▸ Problem description: Find the lines below holding the word "PathBuf" and copy each of them.

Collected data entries
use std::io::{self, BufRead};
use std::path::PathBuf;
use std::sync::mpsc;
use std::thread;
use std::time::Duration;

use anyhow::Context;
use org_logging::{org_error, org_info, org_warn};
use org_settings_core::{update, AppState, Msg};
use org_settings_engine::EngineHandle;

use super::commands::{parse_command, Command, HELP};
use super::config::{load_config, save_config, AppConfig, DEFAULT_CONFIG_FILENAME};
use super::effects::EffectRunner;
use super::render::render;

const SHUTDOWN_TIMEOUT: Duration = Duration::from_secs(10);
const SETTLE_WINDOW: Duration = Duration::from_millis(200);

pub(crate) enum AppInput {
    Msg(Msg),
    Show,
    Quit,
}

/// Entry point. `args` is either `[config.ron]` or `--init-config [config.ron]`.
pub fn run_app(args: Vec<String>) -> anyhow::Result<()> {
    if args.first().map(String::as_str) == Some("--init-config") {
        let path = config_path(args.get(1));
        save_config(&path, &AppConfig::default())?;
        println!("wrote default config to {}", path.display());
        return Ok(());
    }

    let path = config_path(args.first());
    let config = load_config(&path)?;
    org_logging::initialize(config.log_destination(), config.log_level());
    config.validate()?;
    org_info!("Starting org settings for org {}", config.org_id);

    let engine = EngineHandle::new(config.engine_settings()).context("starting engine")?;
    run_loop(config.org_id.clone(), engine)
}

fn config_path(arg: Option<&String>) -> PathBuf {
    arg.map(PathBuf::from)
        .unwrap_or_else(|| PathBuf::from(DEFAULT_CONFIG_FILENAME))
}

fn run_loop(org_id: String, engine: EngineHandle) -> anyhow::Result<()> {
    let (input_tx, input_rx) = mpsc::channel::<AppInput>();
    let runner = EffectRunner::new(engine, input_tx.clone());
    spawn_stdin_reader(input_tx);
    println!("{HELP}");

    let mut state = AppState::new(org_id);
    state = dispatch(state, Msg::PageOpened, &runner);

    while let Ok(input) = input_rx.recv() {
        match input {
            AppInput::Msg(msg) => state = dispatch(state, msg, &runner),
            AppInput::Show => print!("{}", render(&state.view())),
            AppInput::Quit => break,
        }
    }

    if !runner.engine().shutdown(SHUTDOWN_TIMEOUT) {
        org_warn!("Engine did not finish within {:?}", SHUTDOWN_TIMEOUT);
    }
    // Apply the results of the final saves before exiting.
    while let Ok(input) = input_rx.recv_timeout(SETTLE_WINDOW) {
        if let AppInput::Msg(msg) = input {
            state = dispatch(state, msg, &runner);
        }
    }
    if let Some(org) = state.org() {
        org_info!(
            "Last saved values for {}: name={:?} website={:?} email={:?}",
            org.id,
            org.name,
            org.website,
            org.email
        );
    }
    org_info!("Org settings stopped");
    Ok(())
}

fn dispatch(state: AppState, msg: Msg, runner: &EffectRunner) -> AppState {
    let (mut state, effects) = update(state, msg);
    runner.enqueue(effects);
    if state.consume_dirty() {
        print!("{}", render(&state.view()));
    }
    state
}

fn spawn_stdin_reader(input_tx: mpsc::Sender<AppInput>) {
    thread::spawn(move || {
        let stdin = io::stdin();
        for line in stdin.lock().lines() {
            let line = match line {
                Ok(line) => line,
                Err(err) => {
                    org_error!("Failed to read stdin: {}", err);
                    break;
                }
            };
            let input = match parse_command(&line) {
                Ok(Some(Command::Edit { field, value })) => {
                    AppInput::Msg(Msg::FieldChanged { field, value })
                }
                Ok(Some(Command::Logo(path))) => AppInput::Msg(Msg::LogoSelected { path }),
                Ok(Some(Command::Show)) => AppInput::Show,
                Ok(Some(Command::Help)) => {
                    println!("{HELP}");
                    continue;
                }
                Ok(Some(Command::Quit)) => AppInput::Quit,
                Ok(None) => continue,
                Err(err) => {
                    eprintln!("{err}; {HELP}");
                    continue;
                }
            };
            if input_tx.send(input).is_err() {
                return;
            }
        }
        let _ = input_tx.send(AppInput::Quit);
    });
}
* * *
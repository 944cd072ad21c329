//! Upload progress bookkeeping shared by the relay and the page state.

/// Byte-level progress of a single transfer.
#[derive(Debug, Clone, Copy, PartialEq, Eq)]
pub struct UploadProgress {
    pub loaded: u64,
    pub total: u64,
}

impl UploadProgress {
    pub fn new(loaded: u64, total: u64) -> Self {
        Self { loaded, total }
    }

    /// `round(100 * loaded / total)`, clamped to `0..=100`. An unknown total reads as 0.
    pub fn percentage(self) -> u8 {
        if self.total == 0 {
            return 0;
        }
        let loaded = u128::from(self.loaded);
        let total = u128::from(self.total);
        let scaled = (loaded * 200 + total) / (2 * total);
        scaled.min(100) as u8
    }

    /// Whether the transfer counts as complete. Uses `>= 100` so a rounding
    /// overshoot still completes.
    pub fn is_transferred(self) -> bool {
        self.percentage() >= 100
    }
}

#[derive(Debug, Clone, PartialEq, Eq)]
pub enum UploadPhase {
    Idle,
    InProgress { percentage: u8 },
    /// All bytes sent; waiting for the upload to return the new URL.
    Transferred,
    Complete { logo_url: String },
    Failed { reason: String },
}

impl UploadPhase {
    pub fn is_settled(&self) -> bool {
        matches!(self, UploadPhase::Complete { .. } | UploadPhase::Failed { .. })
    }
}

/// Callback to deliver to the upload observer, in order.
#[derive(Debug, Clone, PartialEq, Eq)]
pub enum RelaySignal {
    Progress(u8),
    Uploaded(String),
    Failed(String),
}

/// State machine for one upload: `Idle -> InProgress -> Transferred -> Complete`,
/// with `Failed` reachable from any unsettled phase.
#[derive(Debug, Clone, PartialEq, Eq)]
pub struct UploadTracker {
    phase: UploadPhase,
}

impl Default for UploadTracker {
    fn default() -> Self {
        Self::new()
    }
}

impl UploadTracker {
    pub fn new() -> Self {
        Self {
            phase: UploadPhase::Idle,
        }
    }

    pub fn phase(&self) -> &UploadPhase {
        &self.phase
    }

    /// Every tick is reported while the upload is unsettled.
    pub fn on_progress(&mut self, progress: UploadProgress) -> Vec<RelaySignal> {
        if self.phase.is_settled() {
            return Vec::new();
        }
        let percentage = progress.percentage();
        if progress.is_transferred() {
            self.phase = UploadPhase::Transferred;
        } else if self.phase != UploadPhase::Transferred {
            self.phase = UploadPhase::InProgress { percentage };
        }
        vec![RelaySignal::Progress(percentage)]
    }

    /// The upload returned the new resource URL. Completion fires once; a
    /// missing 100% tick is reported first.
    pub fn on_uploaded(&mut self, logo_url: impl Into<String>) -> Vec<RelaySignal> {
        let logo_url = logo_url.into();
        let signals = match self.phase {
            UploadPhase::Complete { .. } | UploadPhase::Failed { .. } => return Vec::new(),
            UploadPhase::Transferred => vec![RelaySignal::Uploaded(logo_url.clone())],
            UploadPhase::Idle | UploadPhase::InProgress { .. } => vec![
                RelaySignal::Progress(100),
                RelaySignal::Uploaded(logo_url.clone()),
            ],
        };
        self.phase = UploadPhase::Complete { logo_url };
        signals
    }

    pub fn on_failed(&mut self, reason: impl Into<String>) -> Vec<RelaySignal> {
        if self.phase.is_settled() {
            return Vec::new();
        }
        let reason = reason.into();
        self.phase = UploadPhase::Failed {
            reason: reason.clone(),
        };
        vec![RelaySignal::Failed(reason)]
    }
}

▸ Reply to the exercise:
use std::path::PathBuf;
fn config_path(arg: Option<&String>) -> PathBuf {
    arg.map(PathBuf::from)
        .unwrap_or_else(|| PathBuf::from(DEFAULT_CONFIG_FILENAME))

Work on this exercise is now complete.